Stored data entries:
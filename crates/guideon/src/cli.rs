//! Clap derive structures for the `guideon` CLI.
//!
//! Defines the complete command tree, global flags, and shared types.

use clap::{Args, Parser, Subcommand, ValueEnum};

use guideon_core::{ActiveStatus, AuditKind, DocumentStatus, EntryId, SiteId};

// ── Top-Level CLI ────────────────────────────────────────────────────

/// guideon -- admin console for the GUIDEON kiosk/tourism platform
#[derive(Debug, Parser)]
#[command(
    name = "guideon",
    version,
    about = "Manage GUIDEON tourism sites from the command line",
    long_about = "Administer GUIDEON tourism sites, operator invites, audit logs,\n\
        and knowledge-base documents.\n\n\
        The platform backend is not wired in yet: every invocation runs\n\
        against the seeded demo dataset, exactly like the web console's\n\
        mock mode. Mutations are real within the invocation and shown\n\
        immediately, but are not persisted.",
    propagate_version = true,
    subcommand_required = true,
    arg_required_else_help = true
)]
pub struct Cli {
    #[command(flatten)]
    pub global: GlobalOpts,

    #[command(subcommand)]
    pub command: Command,
}

// ── Global Options ───────────────────────────────────────────────────

#[derive(Debug, Args)]
pub struct GlobalOpts {
    /// Platform profile to use
    #[arg(long, short = 'p', env = "GUIDEON_PROFILE", global = true)]
    pub profile: Option<String>,

    /// Output format (defaults to the config file's setting)
    #[arg(long, short = 'o', env = "GUIDEON_OUTPUT", global = true)]
    pub output: Option<OutputFormat>,

    /// When to use color output
    #[arg(long, global = true)]
    pub color: Option<ColorMode>,

    /// Rows per page for list views (defaults to the config file's setting)
    #[arg(long, env = "GUIDEON_PAGE_SIZE", global = true)]
    pub page_size: Option<usize>,

    /// Act as one of the seeded demo operators (by email). Site admins
    /// only see their assigned sites.
    #[arg(long, value_name = "EMAIL", env = "GUIDEON_OPERATOR", global = true)]
    pub as_operator: Option<String>,

    /// Increase verbosity (-v, -vv, -vvv)
    #[arg(long, short = 'v', action = clap::ArgAction::Count, global = true)]
    pub verbose: u8,

    /// Suppress non-error output
    #[arg(long, short = 'q', global = true)]
    pub quiet: bool,

    /// Skip confirmation prompts
    #[arg(long, short = 'y', global = true)]
    pub yes: bool,
}

// ── Output & Color Enums ─────────────────────────────────────────────

#[derive(Debug, Clone, Copy, ValueEnum)]
pub enum OutputFormat {
    /// Pretty table (default, interactive)
    Table,
    /// Pretty-printed JSON
    Json,
    /// Compact single-line JSON
    JsonCompact,
    /// YAML
    Yaml,
    /// Plain text, one value per line (scripting)
    Plain,
}

#[derive(Debug, Clone, Copy, ValueEnum)]
pub enum ColorMode {
    /// Auto-detect (color if terminal is interactive)
    Auto,
    /// Always emit color codes
    Always,
    /// Never emit color codes
    Never,
}

// ── Top-Level Command Enum ───────────────────────────────────────────

#[derive(Debug, Subcommand)]
pub enum Command {
    /// Manage tourism sites and operator invites
    #[command(alias = "site", alias = "s")]
    Sites(SitesArgs),

    /// Browse the platform audit log
    #[command(alias = "logs")]
    Audit(AuditArgs),

    /// List knowledge-base document uploads
    #[command(alias = "docs")]
    Documents(DocumentsArgs),

    /// Manage CLI configuration and profiles
    Config(ConfigArgs),

    /// Generate shell completions
    Completions(CompletionsArgs),
}

// ━━━━━━━━━━━━━━━━━━━━━━━━━━━━━━━━━━━━━━━━━━━━━━━━━━━━━━━━━━━━━━━━━━
//  SITES
// ━━━━━━━━━━━━━━━━━━━━━━━━━━━━━━━━━━━━━━━━━━━━━━━━━━━━━━━━━━━━━━━━━━

#[derive(Debug, Args)]
pub struct SitesArgs {
    #[command(subcommand)]
    pub command: SitesCommand,
}

#[derive(Debug, Subcommand)]
pub enum SitesCommand {
    /// List sites (filtered, paginated)
    #[command(alias = "ls")]
    List {
        /// Case-insensitive name search
        #[arg(long, short = 's')]
        search: Option<String>,

        /// Activation filter
        #[arg(long, default_value = "all", value_enum)]
        status: StatusFilter,

        /// Page number (0-based)
        #[arg(long, default_value = "0")]
        page: usize,
    },

    /// Show one site with its operator invites
    Get {
        /// Site id
        site: SiteId,
    },

    /// Register a new site (starts active)
    Create {
        /// Site display name (1-100 characters)
        #[arg(long, required = true)]
        name: String,
    },

    /// Rename a site
    Update {
        /// Site id
        site: SiteId,

        /// New display name (1-100 characters)
        #[arg(long, required = true)]
        name: String,
    },

    /// Toggle a site between active and inactive
    Toggle {
        /// Site id
        site: SiteId,
    },

    /// Delete a site
    Delete {
        /// Site id
        site: SiteId,
    },

    /// Invite a site operator by email
    Invite {
        /// Site id
        site: SiteId,

        /// Operator email address
        #[arg(long, required = true)]
        email: String,
    },
}

#[derive(Debug, Clone, Copy, ValueEnum)]
pub enum StatusFilter {
    All,
    Active,
    Inactive,
}

impl From<StatusFilter> for ActiveStatus {
    fn from(value: StatusFilter) -> Self {
        match value {
            StatusFilter::All => Self::All,
            StatusFilter::Active => Self::Active,
            StatusFilter::Inactive => Self::Inactive,
        }
    }
}

// ━━━━━━━━━━━━━━━━━━━━━━━━━━━━━━━━━━━━━━━━━━━━━━━━━━━━━━━━━━━━━━━━━━
//  AUDIT
// ━━━━━━━━━━━━━━━━━━━━━━━━━━━━━━━━━━━━━━━━━━━━━━━━━━━━━━━━━━━━━━━━━━

#[derive(Debug, Args)]
pub struct AuditArgs {
    #[command(subcommand)]
    pub command: AuditCommand,
}

#[derive(Debug, Subcommand)]
pub enum AuditCommand {
    /// List recent audit entries (filtered, paginated)
    #[command(alias = "ls")]
    List {
        /// Entry kind filter
        #[arg(long = "type", value_enum)]
        kind: Option<KindFilter>,

        /// Start of the date range, inclusive (YYYY-MM-DD)
        #[arg(long)]
        from: Option<chrono::NaiveDate>,

        /// End of the date range, inclusive (YYYY-MM-DD)
        #[arg(long)]
        to: Option<chrono::NaiveDate>,

        /// Page number (0-based)
        #[arg(long, default_value = "0")]
        page: usize,
    },

    /// Show one audit entry in full
    Get {
        /// Entry id
        entry: EntryId,
    },
}

#[derive(Debug, Clone, Copy, ValueEnum)]
pub enum KindFilter {
    System,
    User,
    Device,
}

impl From<KindFilter> for AuditKind {
    fn from(value: KindFilter) -> Self {
        match value {
            KindFilter::System => Self::System,
            KindFilter::User => Self::User,
            KindFilter::Device => Self::Device,
        }
    }
}

// ━━━━━━━━━━━━━━━━━━━━━━━━━━━━━━━━━━━━━━━━━━━━━━━━━━━━━━━━━━━━━━━━━━
//  DOCUMENTS
// ━━━━━━━━━━━━━━━━━━━━━━━━━━━━━━━━━━━━━━━━━━━━━━━━━━━━━━━━━━━━━━━━━━

#[derive(Debug, Args)]
pub struct DocumentsArgs {
    #[command(subcommand)]
    pub command: DocumentsCommand,
}

#[derive(Debug, Subcommand)]
pub enum DocumentsCommand {
    /// List uploaded documents (filtered, paginated)
    #[command(alias = "ls")]
    List {
        /// Ingestion status filter
        #[arg(long, value_enum)]
        status: Option<DocStatusFilter>,

        /// Page number (0-based)
        #[arg(long, default_value = "0")]
        page: usize,
    },
}

#[derive(Debug, Clone, Copy, ValueEnum)]
pub enum DocStatusFilter {
    Completed,
    Processing,
    Failed,
    Pending,
}

impl From<DocStatusFilter> for DocumentStatus {
    fn from(value: DocStatusFilter) -> Self {
        match value {
            DocStatusFilter::Completed => Self::Completed,
            DocStatusFilter::Processing => Self::Processing,
            DocStatusFilter::Failed => Self::Failed,
            DocStatusFilter::Pending => Self::Pending,
        }
    }
}

// ━━━━━━━━━━━━━━━━━━━━━━━━━━━━━━━━━━━━━━━━━━━━━━━━━━━━━━━━━━━━━━━━━━
//  CONFIG
// ━━━━━━━━━━━━━━━━━━━━━━━━━━━━━━━━━━━━━━━━━━━━━━━━━━━━━━━━━━━━━━━━━━

#[derive(Debug, Args)]
pub struct ConfigArgs {
    #[command(subcommand)]
    pub command: ConfigCommand,
}

#[derive(Debug, Subcommand)]
pub enum ConfigCommand {
    /// Create an initial config file with an example profile
    Init,

    /// Display current resolved configuration
    Show,

    /// List configured profiles
    Profiles,

    /// Set the default profile
    Use {
        /// Profile name to set as default
        name: String,
    },
}

// ━━━━━━━━━━━━━━━━━━━━━━━━━━━━━━━━━━━━━━━━━━━━━━━━━━━━━━━━━━━━━━━━━━
//  COMPLETIONS
// ━━━━━━━━━━━━━━━━━━━━━━━━━━━━━━━━━━━━━━━━━━━━━━━━━━━━━━━━━━━━━━━━━━

#[derive(Debug, Args)]
pub struct CompletionsArgs {
    /// Shell to generate completions for
    pub shell: clap_complete::Shell,
}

● **What you should do**: Which lines above hold the string "YYYY"? Show each of them.

● **Written solution**:
        /// Start of the date range, inclusive (YYYY-MM-DD)
        /// End of the date range, inclusive (YYYY-MM-DD)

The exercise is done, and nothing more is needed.